(Listed records Opens)

//! Diagnoses - human-readable output of matched problem patterns.

use alloc::string::String;

/// How urgent a diagnosis is.
#[derive(Debug, Clone, Copy, PartialEq, Eq, PartialOrd, Ord, Hash)]
#[cfg_attr(feature = "serde", derive(serde::Serialize, serde::Deserialize))]
#[cfg_attr(feature = "serde", serde(rename_all = "UPPERCASE"))]
#[cfg_attr(feature = "minicbor", derive(minicbor::Encode, minicbor::Decode))]
#[cfg_attr(feature = "minicbor", cbor(index_only))]
pub enum Severity {
    /// Informational, no action required.
    #[cfg_attr(feature = "minicbor", n(0))]
    Low,

    /// Likely a defect, worth investigating.
    #[cfg_attr(feature = "minicbor", n(1))]
    Medium,

    /// Active failure observed in the timeline.
    #[cfg_attr(feature = "minicbor", n(2))]
    High,
}

/// One finding produced by a diagnosis run.
///
/// Output-only: diagnoses are not persisted beyond the run that produced
/// them. Each run re-scans the full timeline from scratch.
#[derive(Debug, Clone, PartialEq)]
#[cfg_attr(feature = "serde", derive(serde::Serialize, serde::Deserialize))]
#[cfg_attr(feature = "minicbor", derive(minicbor::Encode, minicbor::Decode))]
pub struct Diagnosis {
    /// Name of the matched pattern (`"Unresolved dependency"`, ...).
    #[cfg_attr(feature = "serde", serde(rename = "type"))]
    #[cfg_attr(feature = "minicbor", n(0))]
    pub diagnosis_type: String,

    /// Severity of the matched pattern.
    #[cfg_attr(feature = "minicbor", n(1))]
    pub severity: Severity,

    /// Human-readable remediation advice.
    #[cfg_attr(feature = "minicbor", n(2))]
    pub solution: String,

    /// Timestamp of the evidence (or of the run, for informational entries).
    #[cfg_attr(feature = "minicbor", n(3))]
    pub timestamp_ms: u64,
}

impl Diagnosis {
    /// Create a diagnosis record.
    pub fn new(
        diagnosis_type: impl Into<String>,
        severity: Severity,
        solution: impl Into<String>,
        timestamp_ms: u64,
    ) -> Self {
        Self {
            diagnosis_type: diagnosis_type.into(),
            severity,
            solution: solution.into(),
            timestamp_ms,
        }
    }
}

#[cfg(test)]
mod tests {
    use super::*;

    #[test]
    fn severity_ordering() {
        assert!(Severity::Low < Severity::Medium);
        assert!(Severity::Medium < Severity::High);
    }

    #[cfg(feature = "serde")]
    #[test]
    fn wire_shape() {
        let d = Diagnosis::new("Unresolved dependency", Severity::High, "check the endpoint", 5);
        let json = serde_json::to_value(&d).unwrap();
        assert_eq!(json["type"], "Unresolved dependency");
        assert_eq!(json["severity"], "HIGH");
    }
}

(Listed records Closes)

• _Activity_
Every line that holds the word "json" should be copied from the records.

• _Expected output_
        let json = serde_json::to_value(&d).unwrap();
        assert_eq!(json["type"], "Unresolved dependency");
        assert_eq!(json["severity"], "HIGH");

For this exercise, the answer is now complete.